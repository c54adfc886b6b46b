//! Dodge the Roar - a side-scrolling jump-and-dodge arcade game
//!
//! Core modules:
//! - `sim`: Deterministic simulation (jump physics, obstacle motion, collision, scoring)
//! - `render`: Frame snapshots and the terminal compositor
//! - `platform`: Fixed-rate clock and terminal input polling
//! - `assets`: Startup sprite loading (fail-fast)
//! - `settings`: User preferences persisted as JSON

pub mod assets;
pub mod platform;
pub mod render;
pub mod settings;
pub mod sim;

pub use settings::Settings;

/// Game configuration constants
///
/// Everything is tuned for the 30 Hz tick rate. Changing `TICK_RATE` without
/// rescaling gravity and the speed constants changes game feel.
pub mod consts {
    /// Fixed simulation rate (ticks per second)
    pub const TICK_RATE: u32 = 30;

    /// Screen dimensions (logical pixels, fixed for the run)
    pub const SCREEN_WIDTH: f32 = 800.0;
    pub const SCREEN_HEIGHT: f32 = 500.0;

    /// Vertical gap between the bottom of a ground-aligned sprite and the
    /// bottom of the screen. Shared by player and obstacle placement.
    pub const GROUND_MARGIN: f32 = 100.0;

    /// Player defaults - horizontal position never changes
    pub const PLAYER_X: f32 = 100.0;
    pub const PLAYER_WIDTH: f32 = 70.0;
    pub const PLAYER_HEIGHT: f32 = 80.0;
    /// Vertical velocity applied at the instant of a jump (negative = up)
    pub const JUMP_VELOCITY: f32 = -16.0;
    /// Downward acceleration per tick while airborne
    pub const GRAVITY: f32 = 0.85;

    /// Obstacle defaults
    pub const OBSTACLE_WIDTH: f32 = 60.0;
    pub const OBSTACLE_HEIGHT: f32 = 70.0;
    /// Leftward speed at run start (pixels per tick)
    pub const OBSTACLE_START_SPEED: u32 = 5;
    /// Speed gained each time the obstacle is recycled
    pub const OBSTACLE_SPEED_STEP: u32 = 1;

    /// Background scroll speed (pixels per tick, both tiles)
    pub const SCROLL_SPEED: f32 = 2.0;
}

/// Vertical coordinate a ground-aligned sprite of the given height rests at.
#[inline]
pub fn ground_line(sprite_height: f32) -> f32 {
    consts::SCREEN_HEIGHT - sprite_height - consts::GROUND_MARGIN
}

——

◆ Your goal ◆
Nothing should be returned except the lines from the one holding "tick while airborne" through the final line of the listing, exactly as they appear.

◆ Completed exercise ◆
    /// Downward acceleration per tick while airborne
    pub const GRAVITY: f32 = 0.85;

    /// Obstacle defaults
    pub const OBSTACLE_WIDTH: f32 = 60.0;
    pub const OBSTACLE_HEIGHT: f32 = 70.0;
    /// Leftward speed at run start (pixels per tick)
    pub const OBSTACLE_START_SPEED: u32 = 5;
    /// Speed gained each time the obstacle is recycled
    pub const OBSTACLE_SPEED_STEP: u32 = 1;

    /// Background scroll speed (pixels per tick, both tiles)
    pub const SCROLL_SPEED: f32 = 2.0;
}

/// Vertical coordinate a ground-aligned sprite of the given height rests at.
#[inline]
pub fn ground_line(sprite_height: f32) -> f32 {
    consts::SCREEN_HEIGHT - sprite_height - consts::GROUND_MARGIN
}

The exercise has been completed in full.